Every line between the top of the data below and the line with "implementation driven by", both ends included, must be retyped exactly.
── Input data ──
//! Millisecond timekeeping
//!
//! [`Clock`] is the time source used for transaction timeouts and for the
//! filter's integration step. [`TickCounter`] is an implementation driven by
//! the overflow interrupt of an 8-bit timer running at `cpu_hz / 64`.

use core::cell::Cell;

use critical_section::Mutex;

/// Timer prescaler assumed by [`TickCounter`]
pub const TIMER_PRESCALER: u32 = 64;

/// Monotonic millisecond time source
pub trait Clock {
    /// Milliseconds since start-up, wrapping at `u32::MAX`
    fn millis(&self) -> u32;
}

impl<T: Clock + ?Sized> Clock for &T {
    fn millis(&self) -> u32 {
        (**self).millis()
    }
}

#[derive(Clone, Copy)]
struct Ticks {
    millis: u32,
    fract: u8,
    overflows: u32,
}

/// Millisecond counter advanced from a timer overflow interrupt
///
/// Each overflow adds a whole number of milliseconds plus a fractional part
/// counted in units of 8 µs; the fraction carries into the millisecond count
/// once it reaches one millisecond.
pub struct TickCounter {
    millis_inc: u32,
    fract_inc: u8,
    ticks: Mutex<Cell<Ticks>>,
}

impl TickCounter {
    /// Fractional units per millisecond (1000 µs / 8)
    pub const FRACT_MAX: u8 = 125;

    /// Create a counter for a CPU clocked at `cpu_hz`
    #[must_use]
    pub const fn from_cpu_hz(cpu_hz: u32) -> Self {
        let mhz = if cpu_hz < 1_000_000 {
            1
        } else {
            cpu_hz / 1_000_000
        };
        let micros_per_overflow = (TIMER_PRESCALER * 256) / mhz;
        #[allow(clippy::cast_possible_truncation)]
        let fract_inc = ((micros_per_overflow % 1000) >> 3) as u8;
        Self {
            millis_inc: micros_per_overflow / 1000,
            fract_inc,
            ticks: Mutex::new(Cell::new(Ticks {
                millis: 0,
                fract: 0,
                overflows: 0,
            })),
        }
    }

    /// Timer overflow interrupt handler
    pub fn on_overflow(&self) {
        critical_section::with(|cs| {
            let cell = self.ticks.borrow(cs);
            let mut ticks = cell.get();
            ticks.millis = ticks.millis.wrapping_add(self.millis_inc);
            ticks.fract += self.fract_inc;
            if ticks.fract >= Self::FRACT_MAX {
                ticks.fract -= Self::FRACT_MAX;
                ticks.millis = ticks.millis.wrapping_add(1);
            }
            ticks.overflows = ticks.overflows.wrapping_add(1);
            cell.set(ticks);
        });
    }

    /// Number of timer overflows seen so far
    pub fn overflow_count(&self) -> u32 {
        critical_section::with(|cs| self.ticks.borrow(cs).get().overflows)
    }

    /// Whole milliseconds added per overflow
    #[must_use]
    pub const fn millis_increment(&self) -> u32 {
        self.millis_inc
    }

    /// Fractional units (8 µs) added per overflow
    #[must_use]
    pub const fn fract_increment(&self) -> u8 {
        self.fract_inc
    }
}

impl Clock for TickCounter {
    fn millis(&self) -> u32 {
        critical_section::with(|cs| self.ticks.borrow(cs).get().millis)
    }
}
//! HMC5883L magnetometer driver
//!
//! With the MPU-6050 bypass switch closed the magnetometer sits directly on
//! the main bus and is reached through the same register layer.

use crate::interface::I2cRegisters;
use crate::registers::hmc5883l as reg;
use crate::sensors::{MagAveraging, MagBias, MagData, MagDataGauss, MagDataRate, MagGain, MagMode};
use crate::time::Clock;
use crate::twi::TransactionBus;
use crate::Error;

/// Magnetometer configuration applied by [`Hmc5883l::init`]
#[derive(Debug, Clone, Copy, PartialEq, Eq)]
#[cfg_attr(feature = "defmt", derive(defmt::Format))]
pub struct CompassConfig {
    /// Samples averaged per output
    pub averaging: MagAveraging,
    /// Output rate in continuous mode
    pub data_rate: MagDataRate,
    /// Measurement bias
    pub bias: MagBias,
    /// Field range and gain
    pub gain: MagGain,
    /// Operating mode
    pub mode: MagMode,
}

impl Default for CompassConfig {
    fn default() -> Self {
        Self {
            averaging: MagAveraging::Eight,
            data_rate: MagDataRate::Hz15,
            bias: MagBias::Normal,
            gain: MagGain::Ga1_3,
            mode: MagMode::Continuous,
        }
    }
}

/// HMC5883L driver
pub struct Hmc5883l<'a, B, C> {
    registers: &'a I2cRegisters<B, C>,
    gain: MagGain,
    mode: MagMode,
}

impl<'a, B, C> Hmc5883l<'a, B, C>
where
    B: TransactionBus,
    C: Clock,
{
    /// Create a driver, verifying the identification registers
    ///
    /// # Errors
    ///
    /// Returns [`Error::InvalidDevice`] with the first mismatching byte if
    /// the identification is not `"H43"`, or a communication error.
    pub fn new(registers: &'a I2cRegisters<B, C>) -> Result<Self, Error> {
        let driver = Self {
            registers,
            gain: MagGain::Ga1_3,
            mode: MagMode::Single,
        };

        let mut identity = [0u8; 3];
        registers.read_bytes(reg::ADDRESS, reg::ID_A, &mut identity)?;
        if let Some((&actual, _)) = identity
            .iter()
            .zip(&reg::IDENTITY)
            .find(|(actual, expected)| actual != expected)
        {
            return Err(Error::InvalidDevice(actual));
        }

        Ok(driver)
    }

    /// Configure averaging, rate, bias, gain and mode
    ///
    /// # Errors
    ///
    /// Returns an error if communication with the device fails.
    pub fn init(&mut self, config: CompassConfig) -> Result<(), Error> {
        let mut config_a = reg::AVERAGING.insert(0, config.averaging as u16);
        config_a = reg::DATA_RATE.insert(config_a, config.data_rate as u16);
        config_a = reg::MEASUREMENT_BIAS.insert(config_a, config.bias as u16);
        self.registers
            .write_byte(reg::ADDRESS, reg::CONFIG_A, config_a.to_be_bytes()[1])?;

        self.set_gain(config.gain)?;
        self.set_mode(config.mode)?;

        #[cfg(feature = "defmt")]
        defmt::debug!("HMC5883L initialized: {}", config);

        Ok(())
    }

    /// Set the number of samples averaged per output
    ///
    /// # Errors
    ///
    /// Returns an error if communication with the device fails.
    pub fn set_sample_averaging(&mut self, averaging: MagAveraging) -> Result<(), Error> {
        self.registers.write_bits(reg::AVERAGING, averaging as u8)
    }

    /// Set the continuous-mode output rate
    ///
    /// # Errors
    ///
    /// Returns an error if communication with the device fails.
    pub fn set_data_rate(&mut self, rate: MagDataRate) -> Result<(), Error> {
        self.registers.write_bits(reg::DATA_RATE, rate as u8)
    }

    /// Set the field range and gain
    ///
    /// The whole register is written since its other bits must stay clear.
    ///
    /// # Errors
    ///
    /// Returns an error if communication with the device fails.
    pub fn set_gain(&mut self, gain: MagGain) -> Result<(), Error> {
        let value = reg::GAIN.insert(0, gain as u16).to_be_bytes()[1];
        self.registers
            .write_byte(reg::ADDRESS, reg::CONFIG_B, value)?;
        self.gain = gain;
        Ok(())
    }

    /// Set the operating mode
    ///
    /// # Errors
    ///
    /// Returns an error if communication with the device fails.
    pub fn set_mode(&mut self, mode: MagMode) -> Result<(), Error> {
        let value = reg::MODE_SELECT.insert(0, mode as u16).to_be_bytes()[1];
        self.registers.write_byte(reg::ADDRESS, reg::MODE, value)?;
        self.mode = mode;
        Ok(())
    }

    /// Gain last written
    pub const fn gain(&self) -> MagGain {
        self.gain
    }

    /// Mode last written
    pub const fn mode(&self) -> MagMode {
        self.mode
    }

    /// Read the three-axis field
    ///
    /// In single-measurement mode the next measurement is triggered after
    /// the read.
    ///
    /// # Errors
    ///
    /// Returns an error if communication with the device fails.
    pub fn read_heading(&mut self) -> Result<MagData, Error> {
        let mut buffer = [0u8; reg::DATA_LENGTH];
        self.registers
            .read_bytes(reg::ADDRESS, reg::DATA_X_MSB, &mut buffer)?;
        if self.mode == MagMode::Single {
            self.set_mode(MagMode::Single)?;
        }
        Ok(MagData::from_registers(buffer))
    }

    /// Read the field in Gauss
    ///
    /// # Errors
    ///
    /// Returns an error if communication with the device fails.
    pub fn read_heading_gauss(&mut self) -> Result<MagDataGauss, Error> {
        let raw = self.read_heading()?;
        Ok(MagDataGauss::from_raw(raw, self.gain))
    }

    /// `true` when a new measurement is available
    ///
    /// # Errors
    ///
    /// Returns an error if communication with the device fails.
    pub fn data_ready(&self) -> Result<bool, Error> {
        self.registers.read_bit(reg::STATUS_READY)
    }
}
───
Exercise response.
//! Millisecond timekeeping
//!
//! [`Clock`] is the time source used for transaction timeouts and for the
//! filter's integration step. [`TickCounter`] is an implementation driven by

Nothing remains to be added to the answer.